---------- SUPPLIED DATA ----------

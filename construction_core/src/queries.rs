use std::collections::HashSet;
use std::sync::Arc;

use construction_schema::{ResourceCost, UnitCatalog, UnitTypeId};

use crate::config::ConstructionConfig;
use crate::doctrine::DoctrineFlags;
use crate::game::{GameState, UnitId};
use crate::orders::{ConstructionOrder, ConstructionOrderStatus};
use crate::store::ConstructionOrderStore;

/// Read-only view over the construction orders for planners.
///
/// Cheap to clone and safe to use from any thread. Every method works on a
/// single snapshot of the store, so a concurrent reconciliation pass is seen
/// either entirely or not at all.
#[derive(Clone)]
pub struct ConstructionQueries {
    store: ConstructionOrderStore,
    game: Arc<dyn GameState>,
    catalog: Arc<UnitCatalog>,
    config: Arc<ConstructionConfig>,
}

impl ConstructionQueries {
    pub fn new(
        store: ConstructionOrderStore,
        game: Arc<dyn GameState>,
        catalog: Arc<UnitCatalog>,
        config: Arc<ConstructionConfig>,
    ) -> Self {
        Self {
            store,
            game,
            catalog,
            config,
        }
    }

    fn doctrine(&self) -> DoctrineFlags {
        DoctrineFlags::for_faction(self.game.faction())
    }

    /// Whether `worker` is busy building or held by an order.
    ///
    /// Under a builder-releasing doctrine the worker of a started building
    /// no longer counts.
    pub fn is_builder(&self, worker: UnitId) -> bool {
        if self.game.is_constructing(worker) {
            return true;
        }
        let doctrine = self.doctrine();
        self.store
            .snapshot()
            .iter()
            .filter(|order| order.builder() == Some(worker))
            .any(|order| doctrine.holds_builder(order.status()))
    }

    /// Order `worker` builds for, preferring one that still holds it.
    pub fn order_for_builder(&self, worker: UnitId) -> Option<ConstructionOrder> {
        let doctrine = self.doctrine();
        let mut candidates: Vec<ConstructionOrder> = self
            .store
            .snapshot()
            .into_iter()
            .filter(|order| order.builder() == Some(worker))
            .collect();
        let held = candidates
            .iter()
            .position(|order| doctrine.holds_builder(order.status()))
            .unwrap_or(0);
        (!candidates.is_empty()).then(|| candidates.swap_remove(held))
    }

    /// Requested but not yet visibly started orders of `unit_type`.
    pub fn count_not_started(&self, unit_type: &UnitTypeId) -> usize {
        let orders = self.store.snapshot();
        count_with_status(&orders, unit_type, ConstructionOrderStatus::NotStarted)
    }

    /// Started but unfinished orders of `unit_type`, plus in-flight entities
    /// of configured types that no order tracks.
    pub fn count_in_progress(&self, unit_type: &UnitTypeId) -> usize {
        let orders = self.store.snapshot();
        count_with_status(&orders, unit_type, ConstructionOrderStatus::InProgress)
            + self.in_flight_correction(&orders, unit_type)
    }

    /// Every unfinished instance of `unit_type`: incomplete entities in the
    /// game plus orders not yet represented by one of those entities.
    pub fn count_not_finished(&self, unit_type: &UnitTypeId) -> usize {
        let orders = self.store.snapshot();
        let incomplete: HashSet<UnitId> = self
            .game
            .incomplete_units_of_type(unit_type)
            .into_iter()
            .collect();
        let unmatched_orders = orders
            .iter()
            .filter(|order| order.building_type() == unit_type)
            .filter(|order| order.status() != ConstructionOrderStatus::Finished)
            .filter(|order| {
                order
                    .construction()
                    .map_or(true, |construction| !incomplete.contains(&construction))
            })
            .count();
        incomplete.len() + unmatched_orders
    }

    /// Not-started orders, optionally restricted to one type.
    pub fn not_started_orders(&self, unit_type: Option<&UnitTypeId>) -> Vec<ConstructionOrder> {
        self.store
            .snapshot()
            .into_iter()
            .filter(|order| order.status() == ConstructionOrderStatus::NotStarted)
            .filter(|order| unit_type.map_or(true, |ty| order.building_type() == ty))
            .collect()
    }

    pub fn all_orders(&self) -> Vec<ConstructionOrder> {
        self.store.snapshot()
    }

    /// Minerals and gas still to be spent on not-started orders.
    pub fn resources_needed(&self) -> ResourceCost {
        self.not_started_orders(None)
            .iter()
            .filter_map(|order| self.catalog.get(order.building_type()))
            .map(|definition| definition.cost())
            .sum()
    }

    pub fn len(&self) -> usize {
        self.store.len()
    }

    pub fn is_empty(&self) -> bool {
        self.store.is_empty()
    }

    /// In-flight entities of a configured type that no order has bound.
    fn in_flight_correction(&self, orders: &[ConstructionOrder], unit_type: &UnitTypeId) -> usize {
        if !self.config.tracks_untracked_pending(unit_type) {
            return 0;
        }
        let bound: HashSet<UnitId> = orders
            .iter()
            .filter_map(ConstructionOrder::construction)
            .collect();
        let extra = self
            .game
            .incomplete_units_of_type(unit_type)
            .into_iter()
            .filter(|unit| !bound.contains(unit))
            .count();
        if extra > 0 {
            tracing::trace!(
                target: "construction::queries",
                unit_type = %unit_type,
                extra,
                "construction.count.in_flight_correction"
            );
        }
        extra
    }
}

fn count_with_status(
    orders: &[ConstructionOrder],
    unit_type: &UnitTypeId,
    status: ConstructionOrderStatus,
) -> usize {
    orders
        .iter()
        .filter(|order| order.status() == status && order.building_type() == unit_type)
        .count()
}
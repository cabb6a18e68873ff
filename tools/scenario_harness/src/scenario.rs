use construction_core::{Faction, OrderId, PlanHandle, Position, UnitTypeId};
use serde::Deserialize;

/// A scripted sandbox game: starting units plus actions keyed by tick.
#[derive(Debug, Clone, Deserialize)]
pub struct ScenarioFile {
    pub faction: Faction,
    #[serde(default)]
    pub supply_used: u32,
    #[serde(default)]
    pub build_ticks: Option<u32>,
    #[serde(default)]
    pub workers: Vec<Position>,
    #[serde(default)]
    pub units: Vec<StartingUnit>,
    #[serde(default)]
    pub events: Vec<ScheduledEvent>,
}

#[derive(Debug, Clone, Deserialize)]
pub struct StartingUnit {
    #[serde(rename = "type")]
    pub unit_type: UnitTypeId,
    pub position: Position,
    #[serde(default = "default_completed")]
    pub completed: bool,
}

fn default_completed() -> bool {
    true
}

#[derive(Debug, Clone, Deserialize)]
pub struct ScheduledEvent {
    pub tick: u64,
    #[serde(flatten)]
    pub action: ScenarioAction,
}

#[derive(Debug, Clone, PartialEq, Deserialize)]
#[serde(tag = "action", rename_all = "snake_case")]
pub enum ScenarioAction {
    Request {
        building: UnitTypeId,
        #[serde(default)]
        near: Option<Position>,
        #[serde(default)]
        plan: Option<u64>,
    },
    SpawnWorker {
        position: Position,
    },
    KillBuilder {
        order: u64,
    },
    InvalidateSite {
        order: u64,
    },
    Cancel {
        order: u64,
    },
}

impl ScenarioAction {
    pub fn plan_handle(&self) -> Option<PlanHandle> {
        match self {
            ScenarioAction::Request { plan, .. } => plan.map(PlanHandle),
            _ => None,
        }
    }

    pub fn order_id(&self) -> Option<OrderId> {
        match self {
            ScenarioAction::KillBuilder { order }
            | ScenarioAction::InvalidateSite { order }
            | ScenarioAction::Cancel { order } => Some(OrderId(*order)),
            _ => None,
        }
    }
}

impl ScenarioFile {
    pub fn parse_str(json: &str) -> serde_json::Result<Self> {
        serde_json::from_str(json)
    }

    /// Events due at `tick`, in file order.
    pub fn events_at(&self, tick: u64) -> impl Iterator<Item = &ScenarioAction> {
        self.events
            .iter()
            .filter(move |event| event.tick == tick)
            .map(|event| &event.action)
    }

    pub fn last_event_tick(&self) -> u64 {
        self.events.iter().map(|event| event.tick).max().unwrap_or(0)
    }
}
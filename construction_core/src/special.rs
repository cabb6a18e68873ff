use construction_schema::UnitTypeDefinition;
use tracing::{debug, info};

use crate::game::GameState;
use crate::orders::PlanHandle;

#[derive(Debug, Clone, Copy, PartialEq, Eq)]
pub enum SpecialHandling {
    /// Not a special building; build it through a regular order.
    Declined,
    /// Fully handled; no order is created.
    Claimed,
    /// Special building, but nothing can produce it right now.
    Unavailable,
}

/// Hook consulted before a regular construction order is created.
pub trait SpecialConstructionHandler: Send + Sync {
    fn handle(
        &self,
        game: &dyn GameState,
        building: &UnitTypeDefinition,
        plan: Option<PlanHandle>,
    ) -> SpecialHandling;
}

#[derive(Debug, Clone, Copy, Default)]
pub struct NoSpecialHandling;

impl SpecialConstructionHandler for NoSpecialHandling {
    fn handle(
        &self,
        _game: &dyn GameState,
        _building: &UnitTypeDefinition,
        _plan: Option<PlanHandle>,
    ) -> SpecialHandling {
        SpecialHandling::Declined
    }
}

/// Builds structures that morph out of an existing completed unit
/// (`morphs_from` in the catalog) by asking one such unit to morph.
#[derive(Debug, Clone, Copy, Default)]
pub struct MorphHandler;

impl SpecialConstructionHandler for MorphHandler {
    fn handle(
        &self,
        game: &dyn GameState,
        building: &UnitTypeDefinition,
        plan: Option<PlanHandle>,
    ) -> SpecialHandling {
        let Some(source) = building.morphs_from.as_ref() else {
            return SpecialHandling::Declined;
        };

        let candidates = game.completed_units_of_type(source);
        for unit in candidates {
            if game.build_type(unit).is_some() {
                continue;
            }
            if game.request_morph(unit, &building.id) {
                info!(
                    target: "construction::special",
                    building = %building.id,
                    source = %source,
                    unit = %unit,
                    plan = ?plan,
                    "construction.morph.requested"
                );
                return SpecialHandling::Claimed;
            }
        }

        debug!(
            target: "construction::special",
            building = %building.id,
            source = %source,
            "construction.morph.no_source"
        );
        SpecialHandling::Unavailable
    }
}
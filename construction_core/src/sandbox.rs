//! In-memory game used by the scenario harness, benchmarks and tests.
//!
//! [`SandboxGame`] answers the [`GameState`] queries from a plain unit table
//! and exposes scripting helpers to mutate it between ticks. [`SandboxGame::advance`]
//! plays the part of the real game: builders walk to their sites, start the
//! building the way their faction does and buildings complete after
//! `build_ticks` steps.

use std::collections::{BTreeMap, HashSet};
use std::sync::Arc;

use construction_schema::{Faction, Position, UnitCatalog, UnitTypeId};
use parking_lot::Mutex;

use crate::doctrine::DoctrineFlags;
use crate::game::{GameState, UnitId};
use crate::orders::{ConstructionOrder, SearchRadius};
use crate::placement::{PlacementFailure, PlacementFinder};

pub const DEFAULT_BUILD_TICKS: u32 = 3;

/// Ring limit used when the search radius is unbounded.
const UNBOUNDED_SEARCH_TILES: u32 = 64;

#[derive(Debug, Clone, PartialEq)]
pub struct SandboxUnit {
    pub unit_type: UnitTypeId,
    pub position: Position,
    pub destination: Option<Position>,
    pub completed: bool,
    pub build_type: Option<UnitTypeId>,
    pub build_unit: Option<UnitId>,
    pub progress: u32,
}

impl SandboxUnit {
    fn new(unit_type: UnitTypeId, position: Position, completed: bool) -> Self {
        Self {
            unit_type,
            position,
            destination: None,
            completed,
            build_type: None,
            build_unit: None,
            progress: 0,
        }
    }
}

#[derive(Debug)]
struct SandboxState {
    faction: Faction,
    supply_used: u32,
    build_ticks: u32,
    next_id: u32,
    units: BTreeMap<UnitId, SandboxUnit>,
    morph_requests: Vec<(UnitId, UnitTypeId)>,
}

#[derive(Debug)]
pub struct SandboxGame {
    catalog: Arc<UnitCatalog>,
    worker_type: UnitTypeId,
    state: Mutex<SandboxState>,
}

impl SandboxGame {
    pub fn new(faction: Faction) -> Self {
        Self::with_catalog(faction, UnitCatalog::builtin())
    }

    /// # Panics
    /// When the catalog has no worker type for `faction`.
    pub fn with_catalog(faction: Faction, catalog: Arc<UnitCatalog>) -> Self {
        let worker_type = catalog
            .worker_for(faction)
            .cloned()
            .unwrap_or_else(|| panic!("catalog has no worker for {faction}"));
        Self {
            catalog,
            worker_type,
            state: Mutex::new(SandboxState {
                faction,
                supply_used: 0,
                build_ticks: DEFAULT_BUILD_TICKS,
                next_id: 1,
                units: BTreeMap::new(),
                morph_requests: Vec::new(),
            }),
        }
    }

    pub fn catalog(&self) -> &Arc<UnitCatalog> {
        &self.catalog
    }

    pub fn set_supply_used(&self, supply: u32) {
        self.state.lock().supply_used = supply;
    }

    pub fn set_build_ticks(&self, ticks: u32) {
        self.state.lock().build_ticks = ticks.max(1);
    }

    pub fn spawn(&self, unit_type: impl Into<UnitTypeId>, position: Position) -> UnitId {
        self.insert(SandboxUnit::new(unit_type.into(), position, true))
    }

    pub fn spawn_incomplete(&self, unit_type: impl Into<UnitTypeId>, position: Position) -> UnitId {
        self.insert(SandboxUnit::new(unit_type.into(), position, false))
    }

    pub fn spawn_worker(&self, position: Position) -> UnitId {
        self.spawn(self.worker_type.clone(), position)
    }

    fn insert(&self, unit: SandboxUnit) -> UnitId {
        let mut state = self.state.lock();
        let id = UnitId(state.next_id);
        state.next_id += 1;
        state.units.insert(id, unit);
        id
    }

    pub fn unit(&self, id: UnitId) -> Option<SandboxUnit> {
        self.state.lock().units.get(&id).cloned()
    }

    pub fn kill(&self, id: UnitId) {
        let mut state = self.state.lock();
        state.units.remove(&id);
        for unit in state.units.values_mut() {
            if unit.build_unit == Some(id) {
                unit.build_unit = None;
                unit.build_type = None;
            }
        }
    }

    pub fn send_to(&self, id: UnitId, destination: Option<Position>) {
        if let Some(unit) = self.state.lock().units.get_mut(&id) {
            unit.destination = destination;
        }
    }

    pub fn set_build_type(&self, id: UnitId, build_type: Option<UnitTypeId>) {
        if let Some(unit) = self.state.lock().units.get_mut(&id) {
            unit.build_type = build_type;
        }
    }

    /// Worker places a separate building entity at `site` and starts working on it.
    pub fn begin_construction(
        &self,
        worker: UnitId,
        building: impl Into<UnitTypeId>,
        site: Position,
    ) -> Option<UnitId> {
        let building = building.into();
        let mut state = self.state.lock();
        if !state.units.contains_key(&worker) {
            return None;
        }
        let id = UnitId(state.next_id);
        state.next_id += 1;
        state
            .units
            .insert(id, SandboxUnit::new(building.clone(), site, false));
        if let Some(unit) = state.units.get_mut(&worker) {
            unit.position = site;
            unit.destination = None;
            unit.build_type = Some(building);
            unit.build_unit = Some(id);
        }
        Some(id)
    }

    /// Worker turns into the (incomplete) building itself.
    pub fn morph_worker(&self, worker: UnitId, into: impl Into<UnitTypeId>) {
        if let Some(unit) = self.state.lock().units.get_mut(&worker) {
            unit.unit_type = into.into();
            unit.completed = false;
            unit.destination = None;
            unit.build_type = None;
            unit.build_unit = None;
            unit.progress = 0;
        }
    }

    /// Frees a worker from the building it started, leaving the building in place.
    pub fn release_worker(&self, worker: UnitId) {
        if let Some(unit) = self.state.lock().units.get_mut(&worker) {
            unit.build_type = None;
            unit.build_unit = None;
        }
    }

    pub fn complete(&self, id: UnitId) {
        let mut state = self.state.lock();
        Self::complete_locked(&mut state, id);
    }

    fn complete_locked(state: &mut SandboxState, id: UnitId) {
        if let Some(unit) = state.units.get_mut(&id) {
            unit.completed = true;
        }
        for unit in state.units.values_mut() {
            if unit.build_unit == Some(id) {
                unit.build_unit = None;
                unit.build_type = None;
            }
        }
    }

    pub fn morph_requests(&self) -> Vec<(UnitId, UnitTypeId)> {
        self.state.lock().morph_requests.clone()
    }

    pub fn unit_count(&self) -> usize {
        self.state.lock().units.len()
    }

    /// One step of simulated game time for the given orders.
    pub fn advance(&self, orders: &[ConstructionOrder]) {
        let mut state = self.state.lock();
        let build_ticks = state.build_ticks;
        let doctrine = DoctrineFlags::for_faction(state.faction);

        if doctrine.contains(DoctrineFlags::RELEASES_BUILDER) {
            for unit in state.units.values_mut() {
                if unit.unit_type == self.worker_type {
                    unit.build_unit = None;
                }
            }
        }

        let mut finished = Vec::new();
        for (id, unit) in state.units.iter_mut() {
            let morphing = unit.completed && unit.build_type.is_some() && unit.build_unit.is_none();
            if morphing && unit.unit_type != self.worker_type {
                unit.progress += 1;
                if unit.progress >= build_ticks {
                    if let Some(into) = unit.build_type.take() {
                        unit.unit_type = into;
                    }
                    unit.progress = 0;
                }
            } else if !unit.completed {
                unit.progress += 1;
                if unit.progress >= build_ticks {
                    finished.push(*id);
                }
            }
        }
        for id in finished {
            Self::complete_locked(&mut state, id);
        }

        for order in orders {
            let (Some(builder), Some(site)) = (order.builder(), order.position_to_build()) else {
                continue;
            };
            if order.construction().is_some() {
                continue;
            }
            let Some(unit) = state.units.get_mut(&builder) else {
                continue;
            };
            if unit.unit_type != self.worker_type || unit.build_type.is_some() {
                continue;
            }
            if unit.position != site {
                if unit.destination == Some(site) {
                    unit.position = site;
                    unit.destination = None;
                } else {
                    unit.destination = Some(site);
                }
                continue;
            }

            let building = order.building_type().clone();
            if doctrine.contains(DoctrineFlags::METAMORPHOSIS) {
                unit.unit_type = building;
                unit.completed = false;
                unit.progress = 0;
            } else {
                let id = UnitId(state.next_id);
                state.next_id += 1;
                state
                    .units
                    .insert(id, SandboxUnit::new(building.clone(), site, false));
                if let Some(unit) = state.units.get_mut(&builder) {
                    if !doctrine.contains(DoctrineFlags::RELEASES_BUILDER) {
                        unit.build_type = Some(building);
                    }
                    unit.build_unit = Some(id);
                }
            }
        }
    }
}

impl GameState for SandboxGame {
    fn faction(&self) -> Faction {
        self.state.lock().faction
    }

    fn supply_used(&self) -> u32 {
        self.state.lock().supply_used
    }

    fn exists(&self, unit: UnitId) -> bool {
        self.state.lock().units.contains_key(&unit)
    }

    fn unit_type(&self, unit: UnitId) -> Option<UnitTypeId> {
        self.state
            .lock()
            .units
            .get(&unit)
            .map(|u| u.unit_type.clone())
    }

    fn position(&self, unit: UnitId) -> Option<Position> {
        self.state.lock().units.get(&unit).map(|u| u.position)
    }

    fn is_moving(&self, unit: UnitId) -> bool {
        self.state
            .lock()
            .units
            .get(&unit)
            .map_or(false, |u| u.destination.is_some())
    }

    fn is_completed(&self, unit: UnitId) -> bool {
        self.state
            .lock()
            .units
            .get(&unit)
            .map_or(false, |u| u.completed)
    }

    fn is_constructing(&self, unit: UnitId) -> bool {
        self.state.lock().units.get(&unit).map_or(false, |u| {
            u.unit_type == self.worker_type && (u.build_unit.is_some() || u.build_type.is_some())
        })
    }

    fn build_type(&self, unit: UnitId) -> Option<UnitTypeId> {
        self.state
            .lock()
            .units
            .get(&unit)
            .and_then(|u| u.build_type.clone())
    }

    fn build_unit(&self, unit: UnitId) -> Option<UnitId> {
        self.state.lock().units.get(&unit).and_then(|u| u.build_unit)
    }

    fn free_workers(&self) -> Vec<UnitId> {
        self.state
            .lock()
            .units
            .iter()
            .filter(|(_, u)| {
                u.unit_type == self.worker_type
                    && u.completed
                    && u.build_type.is_none()
                    && u.build_unit.is_none()
            })
            .map(|(id, _)| *id)
            .collect()
    }

    fn incomplete_units_of_type(&self, unit_type: &UnitTypeId) -> Vec<UnitId> {
        self.state
            .lock()
            .units
            .iter()
            .filter(|(_, u)| !u.completed && &u.unit_type == unit_type)
            .map(|(id, _)| *id)
            .collect()
    }

    fn completed_units_of_type(&self, unit_type: &UnitTypeId) -> Vec<UnitId> {
        self.state
            .lock()
            .units
            .iter()
            .filter(|(_, u)| u.completed && &u.unit_type == unit_type)
            .map(|(id, _)| *id)
            .collect()
    }

    fn request_morph(&self, unit: UnitId, into: &UnitTypeId) -> bool {
        let mut state = self.state.lock();
        let accepted = match state.units.get_mut(&unit) {
            Some(u) if u.completed && u.build_type.is_none() => {
                u.build_type = Some(into.clone());
                u.progress = 0;
                true
            }
            _ => false,
        };
        if accepted {
            state.morph_requests.push((unit, into.clone()));
        }
        accepted
    }
}

/// Ring search for the closest tile not occupied by a unit or an earlier answer.
#[derive(Debug)]
pub struct SandboxPlacementFinder {
    game: Arc<SandboxGame>,
    reserved: Mutex<HashSet<Position>>,
    rejection: Mutex<Option<String>>,
}

impl SandboxPlacementFinder {
    pub fn new(game: Arc<SandboxGame>) -> Self {
        Self {
            game,
            reserved: Mutex::new(HashSet::new()),
            rejection: Mutex::new(None),
        }
    }

    /// Makes every search fail with `reason` until cleared with `None`.
    pub fn reject_all(&self, reason: Option<&str>) {
        *self.rejection.lock() = reason.map(str::to_string);
    }

    pub fn reserved(&self) -> Vec<Position> {
        self.reserved.lock().iter().copied().collect()
    }

    fn is_free(&self, position: Position, reserved: &HashSet<Position>) -> bool {
        if reserved.contains(&position) {
            return false;
        }
        let state = self.game.state.lock();
        !state
            .units
            .values()
            .any(|unit| unit.position == position && unit.unit_type != self.game.worker_type)
    }
}

impl PlacementFinder for SandboxPlacementFinder {
    fn find_position(
        &self,
        builder: UnitId,
        building: &UnitTypeId,
        near: Option<Position>,
        radius: SearchRadius,
    ) -> Result<Position, PlacementFailure> {
        if let Some(reason) = self.rejection.lock().clone() {
            return Err(PlacementFailure::new(reason));
        }
        let origin = match near.or_else(|| self.game.position(builder)) {
            Some(origin) => origin,
            None => {
                return Err(PlacementFailure::new(format!(
                    "builder {builder} has no known position"
                )))
            }
        };
        let limit = match radius {
            SearchRadius::Unbounded => UNBOUNDED_SEARCH_TILES,
            SearchRadius::Tiles(tiles) => tiles,
        } as i32;

        let mut reserved = self.reserved.lock();
        for ring in 0..=limit {
            for dy in -ring..=ring {
                for dx in -ring..=ring {
                    if dx.abs() != ring && dy.abs() != ring {
                        continue;
                    }
                    let candidate = origin.offset(dx, dy);
                    if !radius.allows(origin.distance_to(candidate)) {
                        continue;
                    }
                    if self.is_free(candidate, &reserved) {
                        reserved.insert(candidate);
                        return Ok(candidate);
                    }
                }
            }
        }
        Err(PlacementFailure::new(format!(
            "no free tile for {building} within {limit} tiles of {origin}"
        )))
    }
}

----------

> [YOUR GOAL]
Filter on the word "created": copy each matching line from the entries above.

> [WRITTEN ANSWER]
    /// Fully handled; no order is created.
/// Hook consulted before a regular construction order is created.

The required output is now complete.